La miel, hijo, no creas que es solo trabajo del colmenero que cuida el panal. La miel es un regalo de las flores, pero son las abejas las que recogen el néctar, lo llevan a la colmena y, gota a gota, le dan color, sabor y consistencia  para que, dulce y nutritiva,  como a mi padre y a ti les gusta, untársela al pan del desayuno.

   Cuando volamos en la alfombra de los aromas hasta la panadería del barrio, basta un “ábrete, Sésamo” para que traspasemos al maravilloso mundo de vidrio donde viven los más disimiles familias de panes: el que una vez, cuando eras más pequeño, soplaste para oír el sonido de la flauta; el hallulla, parecido a los cachetes, redondos, tersos y dorados, de la señora que los vende; el francés, a quien para complacerte, siempre saludo con un “comme ça, vous, monsieur?”; y el holgaza, la marroqueta, el dulce, el de Pascua, el de muertos, el de molde, el integral, el casabe…

   ¡Cuántos, cuántos tipos distintos de panes que se deben amasar y hornear para que nos deleitemos al verlos, olerlos y saborearlos! Pero los panes, hijo, no varían solo por la forma de barras, aros, bolas o trenzas, con que van al horno, sino también de acuerdo al cereal de donde proceda la harina con que se confeccionen, y los hay de trigo, maíz, centeno, cebada, arroz, soja, yuca, papa, amaranthus …; se les puede agregar, para darle sabores desiguales, grasas de diferentes tipos: tocino de cerdo o de vaca, mantequilla, aceite de oliva; azúcar, especies; frutas secas, como  pasas, nueces, castañas, avellanas, cacahuates y cacao; verduras o semillas, y aromatizarlos con azafrán, canela o esencias de las más disimiles flores. De ahí el calidoscopio de colores y sabores que nos avisa estar en el palacio del pan.  

   Las espigas de trigo se mecen como las olas del mar, y las mazorcas de maíz, cuando las despajamos, siempre nos sonríen; pero antes de que tales privilegios nos lleguen, hay que en la tierra esculpir mullidas cunas, para, después de haber  besado las semillas con un gota de sudor, depositarlas en el surco, y pueda ocurrir el milagro de la vida. Cuando las plantitas salen a rendirle pleitesía a su padre el sol, santiguarlas con el agua bendita del rio para que crezcan lozanas; y, como hago yo contigo, eliminarle de su alrededor las alimañas y malas yerbas que puedan dañarlas. Después recoger los granos y tocarlos uno a uno con la varita mágica del trabajo para que se conviertan en harina; casar a esta con el agua, bendecir el matrimonio con levadura y sal para que se formen las familias de panes que tantos nos gusta admirar y saborear.

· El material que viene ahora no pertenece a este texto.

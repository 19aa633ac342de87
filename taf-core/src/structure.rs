//! Trust graph snapshots handed to the fusion engine.

use std::collections::BTreeMap;

use serde::{Deserialize, Serialize};

use crate::error::CoreError;
use crate::id::EntityId;
use crate::opinion::SubjectiveOpinion;

/// How parallel opinions on one proposition are combined.
#[derive(Debug, Clone, Copy, PartialEq, Eq, Hash, Serialize, Deserialize)]
#[serde(rename_all = "SCREAMING_SNAKE_CASE")]
#[non_exhaustive]
pub enum FusionOperator {
    CumulativeFusion,
    AveragingFusion,
}

impl FusionOperator {
    /// Fuses two opinions.
    ///
    /// # Errors
    /// Propagates [`CoreError::InvalidOpinion`] from the operator.
    pub fn fuse(self, a: &SubjectiveOpinion, b: &SubjectiveOpinion) -> Result<SubjectiveOpinion, CoreError> {
        match self {
            Self::CumulativeFusion => a.cumulative_fusion(b),
            Self::AveragingFusion => a.averaging_fusion(b),
        }
    }

    /// Folds any number of opinions; an empty input is vacuous.
    ///
    /// # Errors
    /// Propagates [`CoreError::InvalidOpinion`] from the operator.
    pub fn fuse_all<'a, I>(self, opinions: I) -> Result<SubjectiveOpinion, CoreError>
    where
        I: IntoIterator<Item = &'a SubjectiveOpinion>,
    {
        let mut iter = opinions.into_iter();
        let Some(first) = iter.next() else {
            return Ok(SubjectiveOpinion::FULL_UNCERTAINTY);
        };
        iter.try_fold(*first, |acc, next| self.fuse(&acc, next))
    }
}

/// How an opinion is propagated along a referral edge.
#[derive(Debug, Clone, Copy, PartialEq, Eq, Hash, Serialize, Deserialize)]
#[serde(rename_all = "SCREAMING_SNAKE_CASE")]
#[non_exhaustive]
pub enum DiscountOperator {
    OppositeBeliefDiscount,
    ProbabilitySensitiveDiscount,
}

impl DiscountOperator {
    /// Discounts `opinion` by the trust placed in its source.
    ///
    /// # Errors
    /// Propagates [`CoreError::InvalidOpinion`] from the operator.
    pub fn discount(
        self,
        trust: &SubjectiveOpinion,
        opinion: &SubjectiveOpinion,
    ) -> Result<SubjectiveOpinion, CoreError> {
        match self {
            Self::OppositeBeliefDiscount => trust.opposite_belief_discount(opinion),
            Self::ProbabilitySensitiveDiscount => trust.probability_sensitive_discount(opinion),
        }
    }
}

/// One node and the nodes it has outgoing trust edges to.
#[derive(Debug, Clone, PartialEq, Eq, Serialize, Deserialize)]
#[serde(rename_all = "camelCase")]
pub struct AdjacencyEntry {
    pub source: EntityId,
    pub targets: Vec<EntityId>,
}

impl AdjacencyEntry {
    #[must_use]
    pub fn new(source: EntityId, targets: Vec<EntityId>) -> Self {
        Self { source, targets }
    }
}

/// Shape of a trust model instance at one version.
///
/// Rebuilt whenever the topology changes; never mutated afterwards.
#[derive(Debug, Clone, PartialEq, Eq, Serialize, Deserialize)]
#[serde(rename_all = "camelCase")]
pub struct TrustGraphStructure {
    pub fusion_operator: FusionOperator,
    pub discount_operator: DiscountOperator,
    pub adjacency: Vec<AdjacencyEntry>,
}

impl TrustGraphStructure {
    #[must_use]
    pub fn new(
        fusion_operator: FusionOperator,
        discount_operator: DiscountOperator,
        adjacency: Vec<AdjacencyEntry>,
    ) -> Self {
        Self { fusion_operator, discount_operator, adjacency }
    }

    /// Outgoing edges of `node`, empty if the node has none.
    #[must_use]
    pub fn targets_of(&self, node: &EntityId) -> &[EntityId] {
        self.adjacency
            .iter()
            .find(|entry| &entry.source == node)
            .map_or(&[], |entry| entry.targets.as_slice())
    }

    /// A node that appears as a source but never as a target.
    #[must_use]
    pub fn root(&self) -> Option<&EntityId> {
        self.adjacency
            .iter()
            .map(|entry| &entry.source)
            .find(|source| !self.adjacency.iter().any(|e| e.targets.contains(source)))
    }
}

/// A directed trust edge carrying an opinion.
#[derive(Debug, Clone, PartialEq, Serialize, Deserialize)]
#[serde(rename_all = "camelCase")]
pub struct TrustRelationship {
    pub source: EntityId,
    pub destination: EntityId,
    pub opinion: SubjectiveOpinion,
}

impl TrustRelationship {
    #[must_use]
    pub fn new(source: EntityId, destination: EntityId, opinion: SubjectiveOpinion) -> Self {
        Self { source, destination, opinion }
    }
}

/// Relationships per proposition (scope) consumed by the fusion engine.
pub type TrustValues = BTreeMap<EntityId, Vec<TrustRelationship>>;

      Hay panes que se confeccionan mezclando su masa con huevos.

   Desde pequeño gustaste de ayudar a mi padre a alimentar las aves que se crían en el traspatio de la casa, en el fondo de lo que te parecía inmenso campo, y donde hoy pateas los goles del próximo Mundial de Fútbol, cuidando de no dañar a los pollitos, azorar a las gallinas, ni asustar al gallo preferido de mi padre.

   También te ofreciste cuando decidí aprovechar una porción de la tierra para hacer un cultivo de ajíes: juntos eliminamos los abrojos, cavamos el suelo, trasplantamos el vivero, vimos crecer las plantas, y compartimos con risas y besos la inmensa alegría de ver brotar los frutos de nuestro trabajo. Pero la malquerencia existe y, sin saber de dónde procedía el mal, nuestro cultivo comenzó a languidecer, y a marchitarse la roja fructificación en sus ramas.

   Cual las huestes de un castillo acechado por un desconocido enemigo, amurallamos el pequeño vergel para impedir que pavos y patos lo invadieron. Buscamos la ayuda de un experimentado espantapájaros de viejo pantalón y raído sombrero, por si el ataque procedía desde el vuelo de los pájaros. Pero no: el daño avanzaba oculto y sigiloso, en avasallador silencio, lento y pegajoso, hasta que tu vigilia y tu afán descubrieron  la causa del estrago. Entonces fueron los agentes del orden, convertidos en frascos de insecticidas, quienes desde la base de operaciones de nuestras manos, permitieron replegar al enemigo hasta derrotarlo totalmente e iniciar la etapa  de la esforzada reconstrucción de lo devastado, pues no podíamos permitir que nada ni nadie nos quitara lo ganado por nuestro trabajo; y fuimos ricos y dichosos cuando llenamos con ajíes de nuestro sembrado, el cesto que tejieron tus dedos y los míos.